An Open Letter from China Labour Scholars
The Chinese government has expanded its crackdown on civil society. Since 2015, hundreds of human rights lawyers, feminists, and labour activists have been harassed, detained and sentenced to prison sentences. In 2018, workers’ demands to unionise at the Shenzhen Jasic Technology Company drew the backing of left-wing students from elite universities. According to media reports, 30 people, including the Jasic workers themselves, their student supporters, and others have been detained in a widening net. This case has rightly drawn international concern.
Less reported however has been the government’s policy of extending the repression to a significant number of labour non-governmental organizations (NGOs) in South China regardless of whether they were involved in the Jasic dispute. Following the arrest of two members of a Shenzhen group known as the Dagongzhe Workers Center, the official Xinhua News Agency issued an erroneous report on 24 August 2018, accusing Dagongzhe of instigating a strike at Jasic. In January 2019, a further round of detentions involved five staff members from the Shenzhen Xin Gongyi (Shenzhen New Justice), Shenzhen Chunfeng Labor Disputes Services Center, as well as a labour rights law firm. Three staff of an online workers’ rights advocacy website ‘I-labour’ were detained between January and March 2019. It is possible more will be pulled in by authorities soon.
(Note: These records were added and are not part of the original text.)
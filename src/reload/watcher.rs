//! Directory watching for the config file
//!
//! Watches the directory that holds the config file rather than the file
//! itself, because editors commonly save by writing a temp file and renaming
//! it over the original. A symlinked config also gets its target's directory
//! watched.

use std::path::{Path, PathBuf};
use std::time::Instant;

use notify::{Event, RecommendedWatcher, RecursiveMode, Watcher};
use parking_lot::Mutex;
use tracing::{debug, info, warn};

use super::filter::{clean_path, ReloadFilter};

/// Errors setting up the watcher
#[derive(Debug, thiserror::Error)]
pub enum WatchError {
    #[error("create watcher: {0}")]
    Create(#[source] notify::Error),

    #[error("watch {}: {source}", path.display())]
    Watch {
        path: PathBuf,
        #[source]
        source: notify::Error,
    },
}

/// Running config watcher; stops when dropped
pub struct ConfigWatcher {
    _watcher: RecommendedWatcher,
    watched: Vec<PathBuf>,
}

impl std::fmt::Debug for ConfigWatcher {
    fn fmt(&self, f: &mut std::fmt::Formatter<'_>) -> std::fmt::Result {
        f.debug_struct("ConfigWatcher")
            .field("watched", &self.watched)
            .finish_non_exhaustive()
    }
}

impl ConfigWatcher {
    /// Start watching `config_path`, calling `notify` on each debounced
    /// change.
    ///
    /// `notify` runs on the watcher's own thread. It should only signal the
    /// dispatch loop, never touch hotkey state itself.
    pub fn start<F>(config_path: &Path, notify: F) -> Result<Self, WatchError>
    where
        F: Fn() + Send + 'static,
    {
        let (link, target) = resolve_watch_paths(config_path);
        let filter = Mutex::new(ReloadFilter::new(&link, target.as_deref()));

        let mut watcher = notify::recommended_watcher(move |res: notify::Result<Event>| match res {
            Ok(event) => {
                if filter.lock().accept(&event.kind, &event.paths, Instant::now()) {
                    info!(paths = ?event.paths, "config reload signalled");
                    notify();
                }
            }
            Err(e) => warn!(?e, "config watcher error"),
        })
        .map_err(WatchError::Create)?;

        let mut watched: Vec<PathBuf> = Vec::new();
        for file in std::iter::once(&link).chain(target.as_ref()) {
            let dir = parent_dir(file);
            if watched.contains(&dir) {
                continue;
            }
            watcher
                .watch(&dir, RecursiveMode::NonRecursive)
                .map_err(|source| WatchError::Watch {
                    path: dir.clone(),
                    source,
                })?;
            debug!(?dir, "watching directory");
            watched.push(dir);
        }

        Ok(Self {
            _watcher: watcher,
            watched,
        })
    }

    /// Directories being watched
    pub fn watched_dirs(&self) -> &[PathBuf] {
        &self.watched
    }
}

/// Return the cleaned config path and, if it is a symbolic link, the cleaned
/// path of its target
pub fn resolve_watch_paths(config_path: &Path) -> (PathBuf, Option<PathBuf>) {
    let link = clean_path(&absolute(config_path));

    let is_symlink = std::fs::symlink_metadata(&link)
        .map(|m| m.file_type().is_symlink())
        .unwrap_or(false);
    if !is_symlink {
        return (link, None);
    }

    let target = match std::fs::canonicalize(&link) {
        Ok(target) => Some(clean_path(&target)),
        Err(e) => {
            // dangling link: fall back to its literal target
            debug!(?e, "cannot canonicalize config symlink");
            std::fs::read_link(&link)
                .ok()
                .map(|t| clean_path(&parent_dir(&link).join(t)))
        }
    };
    (link, target)
}

fn absolute(path: &Path) -> PathBuf {
    std::path::absolute(path).unwrap_or_else(|_| path.to_owned())
}

fn parent_dir(path: &Path) -> PathBuf {
    match path.parent() {
        Some(p) if !p.as_os_str().is_empty() => p.to_owned(),
        _ => PathBuf::from("."),
    }
}

#[cfg(test)]
mod tests {
    use super::*;
    use std::sync::mpsc;
    use std::time::Duration;

    fn start_with_channel(path: &Path) -> (ConfigWatcher, mpsc::Receiver<()>) {
        let (tx, rx) = mpsc::channel();
        let watcher = ConfigWatcher::start(path, move || {
            let _ = tx.send(());
        })
        .unwrap();
        (watcher, rx)
    }

    #[test]
    fn test_plain_file_has_no_target() {
        let dir = tempfile::tempdir().unwrap();
        let path = dir.path().join("hotkeys.toml");
        std::fs::write(&path, "").unwrap();

        let (link, target) = resolve_watch_paths(&path);
        assert_eq!(link, clean_path(&path));
        assert!(target.is_none());
    }

    #[test]
    fn test_edit_triggers_reload() {
        let dir = tempfile::tempdir().unwrap();
        let path = dir.path().join("hotkeys.toml");
        std::fs::write(&path, "[keybindings]\n").unwrap();

        let (_watcher, rx) = start_with_channel(&path);
        std::thread::sleep(Duration::from_millis(50));

        std::fs::write(&path, "[keybindings]\n# changed\n").unwrap();
        rx.recv_timeout(Duration::from_secs(2))
            .expect("expected reload signal");
    }

    #[test]
    fn test_unrelated_file_is_ignored() {
        let dir = tempfile::tempdir().unwrap();
        let path = dir.path().join("hotkeys.toml");
        std::fs::write(&path, "").unwrap();

        let (_watcher, rx) = start_with_channel(&path);
        std::thread::sleep(Duration::from_millis(50));

        std::fs::write(dir.path().join("notes.txt"), "x").unwrap();
        assert!(rx.recv_timeout(Duration::from_millis(300)).is_err());
    }

    #[test]
    fn test_missing_directory_fails() {
        let dir = tempfile::tempdir().unwrap();
        let path = dir.path().join("nope").join("hotkeys.toml");
        assert!(ConfigWatcher::start(&path, || {}).is_err());
    }

    #[cfg(unix)]
    #[test]
    fn test_symlink_target_change_triggers_reload() {
        let root = tempfile::tempdir().unwrap();
        let link_dir = root.path().join("link");
        let target_dir = root.path().join("target");
        std::fs::create_dir_all(&link_dir).unwrap();
        std::fs::create_dir_all(&target_dir).unwrap();

        let target = target_dir.join("hotkeys.toml");
        let link = link_dir.join("hotkeys.toml");
        std::fs::write(&target, "[keybindings]\n").unwrap();
        std::os::unix::fs::symlink(&target, &link).unwrap();

        let (resolved_link, resolved_target) = resolve_watch_paths(&link);
        assert_eq!(resolved_link, clean_path(&link));
        assert_eq!(resolved_target, Some(std::fs::canonicalize(&target).unwrap()));

        let (watcher, rx) = start_with_channel(&link);
        assert_eq!(watcher.watched_dirs().len(), 2);
        std::thread::sleep(Duration::from_millis(50));

        std::fs::write(&target, "[keybindings]\n# changed\n").unwrap();
        rx.recv_timeout(Duration::from_secs(2))
            .expect("expected reload signal after modifying symlink target");
    }
}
As China and labour studies scholars, we have been researching civil society and labour relations in China for many years. Labour NGOs like the ones affected in this round of repression have been an important focus of our research. We have documented and debated the role that such organizations have played on China’s social development. These groups have operated within the law and striven to educate, serve, learn from, and defend workers’ legal rights. Indeed, their efforts have contributed significantly to improving the working and living conditions of migrant workers. More broadly, the programming of labour NGOs has supported key policy objectives such as eradicating poverty.
Rather than repression, we hold that the work of Chinese labour NGOs should command the utmost respect. Given their meagre resources, grassroots organisations can only provide a low level of pay to their employees. They do not act for their own material gain but to serve the underprivileged and wider society in general. Some of their leaders and staff are former workers themselves who joined NGOs to help others avoid the hardships they faced as frontline workers. Others are educated young people who have made the choice to sacrifice a potentially prosperous future in order to serve others and contribute to the just and equitable development of China. These are precisely the sort of people who offer hope for China’s future.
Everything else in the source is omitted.